Hu'tegh! nuq ja' [email protected] jay'?

=>Um, you wouldn't be a functionalist then?
=I'm glad you defined your terms below; I'm not familiar with your labels for
=the major linguistic camps.

Well, let's just say they're the *functionalists'* terms for the camps.
(Being the embattled minority and all :) ).

=Well, don't leave out the structuralists, who don't even share the same goals
=of linguistic description.  Still going strong....

Although not as active in theoretical discourse, perhaps?

=>I'm with the functionalists, [...]
=I'm not familiar with this approach, but it sounds something like a syntactic
=version of Sperber and Wilson's "Relevance."
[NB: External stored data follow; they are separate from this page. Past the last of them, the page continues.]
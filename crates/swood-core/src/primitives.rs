//! Small time-domain newtypes shared by the MIDI parser and renderer.
//!
//! Generalized from chaosgarden's `primitives.rs`: the tick/tempo-map
//! machinery is kept, since a standard MIDI file's delta-times are
//! expressed in ticks against a tempo map exactly as chaosgarden models
//! them. The realtime graph/Node/Lifecycle machinery in the original file
//! has no counterpart in an offline renderer and was dropped.

use std::ops::{Add, Sub};

/// A tick is the smallest unit of musical time (1/PPQ of a quarter note).
#[derive(Debug, Clone, Copy, PartialEq, Eq, PartialOrd, Ord, Hash)]
pub struct Tick(pub u64);

impl Tick {
    pub fn zero() -> Self {
        Self(0)
    }
}

impl Add for Tick {
    type Output = Self;
    fn add(self, rhs: Self) -> Self::Output {
        Tick(self.0 + rhs.0)
    }
}

impl Sub for Tick {
    type Output = Self;
    fn sub(self, rhs: Self) -> Self::Output {
        Tick(self.0.saturating_sub(rhs.0))
    }
}

/// Physical time in seconds.
#[derive(Debug, Clone, Copy, PartialEq, PartialOrd, Default)]
pub struct Second(pub f64);

/// A tempo change at a specific tick.
#[derive(Debug, Clone)]
pub struct TempoChange {
    pub tick: Tick,
    pub bpm: f64,
}

/// Converts MIDI ticks to seconds, accounting for tempo changes.
///
/// Standard MIDI files with no explicit tempo meta-event default to 120
/// BPM, matching `chaosgarden::midi_file`'s convention.
#[derive(Debug, Clone)]
pub struct TempoMap {
    pub ppq: u16,
    pub tempo_changes: Vec<TempoChange>,
}

impl TempoMap {
    pub fn new(ppq: u16) -> Self {
        Self {
            ppq,
            tempo_changes: vec![TempoChange {
                tick: Tick::zero(),
                bpm: 120.0,
            }],
        }
    }

    pub fn add_tempo_change(&mut self, tick: Tick, bpm: f64) {
        self.tempo_changes.push(TempoChange { tick, bpm });
        self.tempo_changes.sort_by_key(|tc| tc.tick);
    }

    pub fn tempo_at(&self, tick: Tick) -> f64 {
        self.tempo_changes
            .iter()
            .rev()
            .find(|tc| tc.tick <= tick)
            .map(|tc| tc.bpm)
            .unwrap_or(120.0)
    }

    /// Convert tick to seconds, accounting for tempo changes before it.
    pub fn tick_to_second(&self, tick: Tick) -> Second {
        let mut seconds = 0.0;
        let mut current_tick = 0u64;
        let mut current_tempo = self.tempo_at(Tick::zero());

        for change in &self.tempo_changes {
            if change.tick.0 >= tick.0 {
                break;
            }
            if change.tick.0 > current_tick {
                let delta_ticks = change.tick.0 - current_tick;
                let delta_beats = delta_ticks as f64 / self.ppq as f64;
                seconds += delta_beats * 60.0 / current_tempo;
                current_tick = change.tick.0;
            }
            current_tempo = change.bpm;
        }

        let remaining_ticks = tick.0 - current_tick;
        let remaining_beats = remaining_ticks as f64 / self.ppq as f64;
        seconds += remaining_beats * 60.0 / current_tempo;

        Second(seconds)
    }
}

impl Default for TempoMap {
    fn default() -> Self {
        Self::new(480)
    }
}

#[cfg(test)]
mod tests {
    use super::*;

    #[test]
    fn tick_to_second_constant_tempo() {
        let map = TempoMap::new(480);
        // 480 ticks = 1 quarter note at 120bpm = 0.5s
        let second = map.tick_to_second(Tick(480));
        assert!((second.0 - 0.5).abs() < 1e-9);
    }

    #[test]
    fn tick_to_second_with_tempo_change() {
        let mut map = TempoMap::new(480);
        map.add_tempo_change(Tick(480), 60.0);
        let at_one_beat = map.tick_to_second(Tick(480));
        assert!((at_one_beat.0 - 0.5).abs() < 1e-9);
        // next quarter note takes 1s at 60bpm
        let at_two_beats = map.tick_to_second(Tick(960));
        assert!((at_two_beats.0 - 1.5).abs() < 1e-9);
    }

    #[test]
    fn tempo_at_picks_most_recent_change() {
        let mut map = TempoMap::new(480);
        map.add_tempo_change(Tick(480), 140.0);
        assert_eq!(map.tempo_at(Tick(0)), 120.0);
        assert_eq!(map.tempo_at(Tick(479)), 120.0);
        assert_eq!(map.tempo_at(Tick(480)), 140.0);
    }
}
They're certainly rather friendly to things like Grice and Relevance Theory.
I'd say the following linguists are doing functionalist work: Talmy Givon, 
Sandy Thompson, Ellen Prince, Joan Bybee, Paul Hooper, Mark Halliday (who
tends to be disavowed by the rest of the camp :) ); and of course, the Prague 
school back in the '30s. You'll tend to find them hanging around typology,
discourse analysis, and historical linguistics.

=>As a result,
=>we tend to think less of an independent language organ, and more of how
=>language fits into the patterns of cognition in general.
=This, I think, is where you and I will disagree most, then.  I can't see how
=language could possibly fit into other patterns of cognition.  How is it 
=possible that a baby learning language can start with nothing, and end up 
=with near-fluency in a language by the age of 4 or so?  Observation?  (They 
=receive no formal instruction; even if some do, that can't be why, becuase 
=there are those who don't and still learn language).  And, babies are so 
=bad at other cognitive tasks while they're learning language.  

I'll grant you, functionalism is weak at language acquisition (at least some
functionalists think neural-networks are the great white hope for this
story; having been an electrical engineering student, I won't hold my
breath). By the same token, I don't think generative linguistics has an
adequate account of language change --- change is too gradual to be effected
merely by parameters, and the processes of analogy, iconicity, metaphor,
generalisation, and contextual association --- all of them generically 
cognitive, not language-organ-specific --- are too strong.

I'm sure that ultimately, both are right --- there's a language organ,
but use of language is also subject to cognition in general. It's just
that I myself don't find the Chomskian programme, of trying to describe 
Universal Grammar in language-organ terms, interesting. Those aren't
the questions I ask myself about language.

=>We also
=>explain linguistic change, not in terms of formal parameter alteration, but
=>in terms of alternative expressions 'competing', alternative communicative
=>motivations for expressions conflicting, and so on.
=Do you mean linguistic change, or linguistic variation?  That is, change
=over time in the syntax of a single language, or variations between two or
=more languages at any given time?

Primarily change, although as some like to say, "there's no such thing
as free variation": if there are two forms meaning the same thing, people
will tend to find a distinction between them. Yesterday I was at a seminar
given on Taba Batak, a language in Indonesia. This language has very few
postpositions; the one for -Daq is either -lo or -o, depending on phonology.
-Daq is as ambiguous in Taba as in Klingon; but: the noun 'lo', meaning
inside, is still present in the language (presumably -lo/-o is descended
from it), and fairly recently people are starting to make -lo mean 'inside',
and -o 'at' --- where free variation allows for it. (Half the nouns in
the language have no choice but to take -lo).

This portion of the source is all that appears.